YOUR GOAL – Within the entries that follow, show each line where the word "crate" occurs.

EXERCISE MATERIAL –
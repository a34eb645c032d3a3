//! Dive shape as a chain of linear depth-time segments.

use alloc::vec::Vec;
use defmt::Format;
use libm::fabs;
#[cfg(feature = "serde")]
use serde::{Deserialize, Serialize};

use crate::error::PlanError;
use crate::gases::Gas;
use crate::options::Options;

/// Depth difference still considered the same depth, m.
pub const DEPTH_TOLERANCE: f64 = 1e-6;

#[cfg_attr(feature = "serde", derive(Serialize, Deserialize))]
#[derive(Debug, Format, Copy, Clone, PartialEq, Eq)]
pub enum SegmentKind {
    Descent,
    Level,
    Ascent,
    DecoStop,
    SafetyStop,
    GasSwitch,
}

#[cfg_attr(feature = "serde", derive(Serialize, Deserialize))]
#[derive(Debug, Format, Copy, Clone, PartialEq)]
pub struct Segment {
    pub start_depth: f64, // m
    pub end_depth: f64,   // m
    pub duration: f64,    // s
    pub gas: Gas,
    /// Index into the tanks the profile was computed with.
    pub tank: Option<usize>,
    pub kind: SegmentKind,
}

impl Segment {
    pub fn new(start_depth: f64, end_depth: f64, duration: f64, gas: Gas, tank: Option<usize>) -> Self {
        let kind = if end_depth > start_depth + DEPTH_TOLERANCE {
            SegmentKind::Descent
        } else if end_depth < start_depth - DEPTH_TOLERANCE {
            SegmentKind::Ascent
        } else {
            SegmentKind::Level
        };
        Segment {
            start_depth,
            end_depth,
            duration,
            gas,
            tank,
            kind,
        }
    }

    pub fn level(depth: f64, duration: f64, gas: Gas, tank: Option<usize>) -> Self {
        Self::new(depth, depth, duration, gas, tank)
    }

    pub fn with_kind(self, kind: SegmentKind) -> Self {
        Segment { kind, ..self }
    }

    /// Vertical speed in m/min, positive while descending.
    pub fn speed(&self) -> f64 {
        if self.duration <= 0.0 {
            return 0.0;
        }
        (self.end_depth - self.start_depth) / self.duration * 60.0
    }

    pub fn average_depth(&self) -> f64 {
        (self.start_depth + self.end_depth) / 2.0
    }

    pub fn max_depth(&self) -> f64 {
        self.start_depth.max(self.end_depth)
    }

    /// Depth `offset` seconds after the segment start.
    pub fn depth_at(&self, offset: f64) -> f64 {
        if self.duration <= 0.0 {
            return self.end_depth;
        }
        let fraction = (offset / self.duration).clamp(0.0, 1.0);
        self.start_depth + (self.end_depth - self.start_depth) * fraction
    }

    pub fn is_descent(&self) -> bool {
        self.end_depth > self.start_depth + DEPTH_TOLERANCE
    }

    pub fn is_ascent(&self) -> bool {
        self.end_depth < self.start_depth - DEPTH_TOLERANCE
    }

    pub fn is_flat(&self) -> bool {
        !self.is_descent() && !self.is_ascent()
    }

    fn validate(&self, index: usize, tanks: usize) -> Result<(), PlanError> {
        let invalid = |reason| Err(PlanError::InvalidSegment { index, reason });
        if !(self.start_depth.is_finite() && self.end_depth.is_finite()) {
            return invalid("depth must be finite");
        }
        if self.start_depth < 0.0 || self.end_depth < 0.0 {
            return invalid("depth must not be negative");
        }
        if !(self.duration.is_finite() && self.duration >= 0.0) {
            return invalid("duration must not be negative");
        }
        if let Some(tank) = self.tank {
            if tank >= tanks {
                return Err(PlanError::UnknownTank(tank));
            }
        }
        self.gas.validate()
    }
}

/// Segments requested by the diver, without the ascent.
#[cfg_attr(feature = "serde", derive(Serialize, Deserialize))]
#[derive(Debug, Format, Clone, PartialEq, Default)]
pub struct Plan {
    pub segments: Vec<Segment>,
    /// Descent alone does not fit into the requested duration.
    pub not_enough_time: bool,
}

impl Plan {
    pub fn new(segments: Vec<Segment>) -> Self {
        Plan {
            segments,
            not_enough_time: false,
        }
    }

    /// Descent to `depth` and a level there. `duration` is the whole time
    /// at depth including the descent, in seconds.
    pub fn simple(depth: f64, duration: f64, tank: usize, gas: Gas, options: &Options) -> Self {
        let descent = options.descent_duration(0.0, depth);
        let mut segments = Vec::with_capacity(2);
        segments.push(Segment::new(0.0, depth, descent, gas, Some(tank)));
        let not_enough_time = descent > duration;
        if !not_enough_time && duration > descent {
            segments.push(Segment::level(depth, duration - descent, gas, Some(tank)));
        }
        Plan {
            segments,
            not_enough_time,
        }
    }

    /// Moves to `depth` at the configured speed and stays there for `duration`
    /// seconds. The travel is not counted into `duration`.
    pub fn add_level(&mut self, depth: f64, duration: f64, tank: usize, gas: Gas, options: &Options) {
        let from = self.end_depth();
        if fabs(depth - from) > DEPTH_TOLERANCE {
            let travel = if depth > from {
                options.descent_duration(from, depth)
            } else {
                options.ascent_duration(from, depth, self.max_depth().max(depth))
            };
            self.segments.push(Segment::new(from, depth, travel, gas, Some(tank)));
        }
        if duration > 0.0 {
            self.segments.push(Segment::level(depth, duration, gas, Some(tank)));
        }
    }

    pub fn push(&mut self, segment: Segment) {
        self.segments.push(segment);
    }

    pub fn end_depth(&self) -> f64 {
        self.segments.last().map(|segment| segment.end_depth).unwrap_or(0.0)
    }

    pub fn max_depth(&self) -> f64 {
        self.segments.iter().map(Segment::max_depth).fold(0.0, f64::max)
    }

    pub fn duration(&self) -> f64 {
        self.segments.iter().map(|segment| segment.duration).sum()
    }

    /// Checks the plan shape against `tanks` available tanks.
    pub fn validate(&self, tanks: usize) -> Result<(), PlanError> {
        let first = self.segments.first().ok_or(PlanError::EmptyPlan)?;
        if fabs(first.start_depth) > DEPTH_TOLERANCE {
            return Err(PlanError::InvalidSegment {
                index: 0,
                reason: "plan must start at the surface",
            });
        }
        for (index, segment) in self.segments.iter().enumerate() {
            segment.validate(index, tanks)?;
        }
        for (index, pair) in self.segments.windows(2).enumerate() {
            if fabs(pair[0].end_depth - pair[1].start_depth) > DEPTH_TOLERANCE {
                return Err(PlanError::DisconnectedSegments(index + 1));
            }
        }
        Ok(())
    }
}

EXERCISE RESULT –
use crate::error::PlanError;
use crate::gases::Gas;
use crate::options::Options;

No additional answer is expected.